Knowledge Distillation in YOLOX-ViT for Side-Scan Sonar Object Detection
- URL: http://arxiv.org/abs/2403.09313v1
- Date: Thu, 14 Mar 2024 12:03:28 GMT
- Title: Knowledge Distillation in YOLOX-ViT for Side-Scan Sonar Object Detection
- Authors: Martin Aubard, László Antal, Ana Madureira, Erika Ábrahám,
- Abstract summary: We present YOLOX-ViT, a novel object detection model, and investigate the efficacy of knowledge distillation for model size reduction.
We introduce a new side-scan sonar image dataset, and use it to evaluate our object detector's performance.

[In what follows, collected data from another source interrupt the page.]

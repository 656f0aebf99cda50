//! Password hashing and strength rules

use std::sync::Arc;

use crate::error::SessionError;

/// Minimum accepted password length, in characters
pub const MIN_PASSWORD_LENGTH: usize = 8;

/// Password hasher trait
///
/// # Examples
///
/// ```
/// use shiftdesk_sessions::{Argon2Hasher, PasswordHasher};
///
/// let hasher = Argon2Hasher::new();
/// let hash = hasher.hash("correct horse 1").unwrap();
///
/// assert!(hasher.verify("correct horse 1", &hash).unwrap());
/// assert!(!hasher.verify("wrong_password", &hash).unwrap());
/// ```
pub trait PasswordHasher: Send + Sync {
	/// Hashes a password
	fn hash(&self, password: &str) -> Result<String, SessionError>;

	/// Verifies a password against a hash
	///
	/// `Ok(false)` on mismatch; `Err` only when the hash cannot be parsed.
	fn verify(&self, password: &str, hash: &str) -> Result<bool, SessionError>;
}

/// Argon2id password hasher with a random 16-byte salt
#[derive(Debug, Clone, Copy, Default)]
pub struct Argon2Hasher;

impl Argon2Hasher {
	pub fn new() -> Self {
		Self
	}
}

impl PasswordHasher for Argon2Hasher {
	fn hash(&self, password: &str) -> Result<String, SessionError> {
		use argon2::{
			Argon2,
			password_hash::{PasswordHasher as _, SaltString},
		};
		use rand::RngCore;

		let mut salt_bytes = [0u8; 16];
		rand::rng().fill_bytes(&mut salt_bytes);
		let salt = SaltString::encode_b64(&salt_bytes)
			.map_err(|e| SessionError::Password(e.to_string()))?;

		Argon2::default()
			.hash_password(password.as_bytes(), &salt)
			.map(|hash| hash.to_string())
			.map_err(|e| SessionError::Password(e.to_string()))
	}

	fn verify(&self, password: &str, hash: &str) -> Result<bool, SessionError> {
		use argon2::{
			Argon2,
			password_hash::{PasswordHash, PasswordVerifier},
		};

		let parsed_hash =
			PasswordHash::new(hash).map_err(|e| SessionError::Password(e.to_string()))?;

		Ok(Argon2::default()
			.verify_password(password.as_bytes(), &parsed_hash)
			.is_ok())
	}
}

/// A password rule that a candidate password breaks
#[derive(Debug, Clone, Copy, PartialEq, Eq, thiserror::Error)]
pub enum StrengthViolation {
	#[error("Password must be at least {min} characters long")]
	TooShort { min: usize },
	#[error("Password must contain a letter")]
	MissingLetter,
	#[error("Password must contain a digit")]
	MissingDigit,
}

/// Hashing, verification and strength checks behind one handle
#[derive(Clone)]
pub struct PasswordSecurity {
	hasher: Arc<dyn PasswordHasher>,
}

impl Default for PasswordSecurity {
	fn default() -> Self {
		Self::new(Arc::new(Argon2Hasher::new()))
	}
}

impl PasswordSecurity {
	pub fn new(hasher: Arc<dyn PasswordHasher>) -> Self {
		Self { hasher }
	}

	pub fn hash_password(&self, password: &str) -> Result<String, SessionError> {
		self.hasher.hash(password)
	}

	pub fn verify_password(&self, password: &str, hash: &str) -> Result<bool, SessionError> {
		self.hasher.verify(password, hash)
	}

	/// List the rules `password` violates; empty when acceptable
	///
	/// # Examples
	///
	/// ```
	/// use shiftdesk_sessions::{PasswordSecurity, StrengthViolation};
	///
	/// let security = PasswordSecurity::default();
	/// assert!(security.validate_strength("shift2024").is_empty());
	/// assert_eq!(
	///     security.validate_strength("password"),
	///     vec![StrengthViolation::MissingDigit]
	/// );
	/// ```
	pub fn validate_strength(&self, password: &str) -> Vec<StrengthViolation> {
		let mut violations = Vec::new();
		if password.chars().count() < MIN_PASSWORD_LENGTH {
			violations.push(StrengthViolation::TooShort {
				min: MIN_PASSWORD_LENGTH,
			});
		}
		if !password.chars().any(char::is_alphabetic) {
			violations.push(StrengthViolation::MissingLetter);
		}
		if !password.chars().any(|c| c.is_ascii_digit()) {
			violations.push(StrengthViolation::MissingDigit);
		}
		violations
	}
}

#[cfg(test)]
mod tests {
	use super::*;
	use rstest::rstest;

	#[rstest]
	#[case("abc1", vec![StrengthViolation::TooShort { min: MIN_PASSWORD_LENGTH }])]
	#[case("12345678", vec![StrengthViolation::MissingLetter])]
	#[case("", vec![
		StrengthViolation::TooShort { min: MIN_PASSWORD_LENGTH },
		StrengthViolation::MissingLetter,
		StrengthViolation::MissingDigit,
	])]
	#[case("rota-week-7", vec![])]
	fn test_validate_strength(#[case] password: &str, #[case] expected: Vec<StrengthViolation>) {
		assert_eq!(PasswordSecurity::default().validate_strength(password), expected);
	}

	#[rstest]
	fn test_hashes_are_salted() {
		let security = PasswordSecurity::default();
		let first = security.hash_password("same-pass-1").unwrap();
		let second = security.hash_password("same-pass-1").unwrap();
		assert_ne!(first, second);
		assert!(first.starts_with("$argon2id$"));
		assert!(security.verify_password("same-pass-1", &second).unwrap());
	}

	#[rstest]
	fn test_malformed_hash_is_an_error() {
		let result = PasswordSecurity::default().verify_password("pw", "not-a-hash");
		assert!(matches!(result, Err(SessionError::Password(_))));
	}
}
//! Retry with exponential backoff for store writes
//!
//! ```
//! use shiftdesk_store::RetryPolicy;
//! use std::time::Duration;
//!
//! let policy = RetryPolicy::default();
//! assert_eq!(policy.delay_for(0), Duration::from_millis(100));
//! assert_eq!(policy.delay_for(1), Duration::from_millis(200));
//! assert_eq!(policy.delay_for(2), Duration::from_millis(400));
//! ```

use shiftdesk_conf::RetrySettings;
use std::future::Future;
use std::time::Duration;

use crate::error::StoreError;

/// Exponential backoff policy
#[derive(Debug, Clone, Copy, PartialEq)]
pub struct RetryPolicy {
	/// Total attempts, including the first one
	pub max_attempts: u32,
	/// Delay before the first retry
	pub base_delay: Duration,
	/// Growth factor applied per attempt
	pub multiplier: f64,
	/// Upper bound for any single delay
	pub max_delay: Duration,
}

impl Default for RetryPolicy {
	fn default() -> Self {
		Self::from_settings(&RetrySettings::default())
	}
}

/// All attempts of an operation failed
#[derive(Debug, Clone, thiserror::Error)]
#[error("{operation} failed after {attempts} attempt(s): {source}")]
pub struct RetryError {
	pub operation: &'static str,
	pub attempts: u32,
	#[source]
	pub source: StoreError,
}

impl RetryPolicy {
	pub fn from_settings(settings: &RetrySettings) -> Self {
		Self {
			max_attempts: settings.max_attempts.max(1),
			base_delay: Duration::from_millis(settings.base_delay_ms),
			multiplier: settings.multiplier,
			max_delay: Duration::from_millis(settings.max_delay_ms),
		}
	}

	/// A policy that makes exactly one attempt
	pub fn no_retry() -> Self {
		Self {
			max_attempts: 1,
			base_delay: Duration::ZERO,
			multiplier: 1.0,
			max_delay: Duration::ZERO,
		}
	}

	pub fn with_max_attempts(mut self, max_attempts: u32) -> Self {
		self.max_attempts = max_attempts.max(1);
		self
	}

	pub fn with_base_delay(mut self, base_delay: Duration) -> Self {
		self.base_delay = base_delay;
		self
	}

	/// Delay to wait after the given zero-based failed attempt
	pub fn delay_for(&self, attempt: u32) -> Duration {
		let exponent = i32::try_from(attempt).unwrap_or(i32::MAX);
		let secs = self.base_delay.as_secs_f64() * self.multiplier.powi(exponent);
		Duration::try_from_secs_f64(secs)
			.unwrap_or(self.max_delay)
			.min(self.max_delay)
	}

	/// Run `f` until it succeeds, fails permanently, or attempts run out
	///
	/// Only transient errors ([`StoreError::is_transient`]) are retried. No
	/// delay follows the final attempt.
	pub async fn run<T, F, Fut>(&self, operation: &'static str, mut f: F) -> Result<T, RetryError>
	where
		F: FnMut() -> Fut,
		Fut: Future<Output = Result<T, StoreError>>,
	{
		let max_attempts = self.max_attempts.max(1);
		let mut attempt = 0;
		loop {
			match f().await {
				Ok(value) => return Ok(value),
				Err(error) => {
					attempt += 1;
					let exhausted = attempt >= max_attempts || !error.is_transient();
					tracing::warn!(
						operation,
						attempt,
						max_attempts,
						error = %error,
						"Store operation failed"
					);
					if exhausted {
						return Err(RetryError {
							operation,
							attempts: attempt,
							source: error,
						});
					}
					tokio::time::sleep(self.delay_for(attempt - 1)).await;
				}
			}
		}
	}
}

- Score: 0.40498500266986387
- License: http://creativecommons.org/licenses/by/4.0/
- Abstract: In this paper we present YOLOX-ViT, a novel object detection model, and investigate the efficacy of knowledge distillation for model size reduction without sacrificing performance. Focused on underwater robotics, our research addresses key questions about the viability of smaller models and the impact of the visual transformer layer in YOLOX. Furthermore, we introduce a new side-scan sonar image dataset, and use it to evaluate our object detector's performance. Results show that knowledge distillation effectively reduces false positives in wall detection. Additionally, the introduced visual transformer layer significantly improves object detection accuracy in the underwater environment. The source code of the knowledge distillation in the YOLOX-ViT is at https://github.com/remaro-network/KD-YOLOX-ViT.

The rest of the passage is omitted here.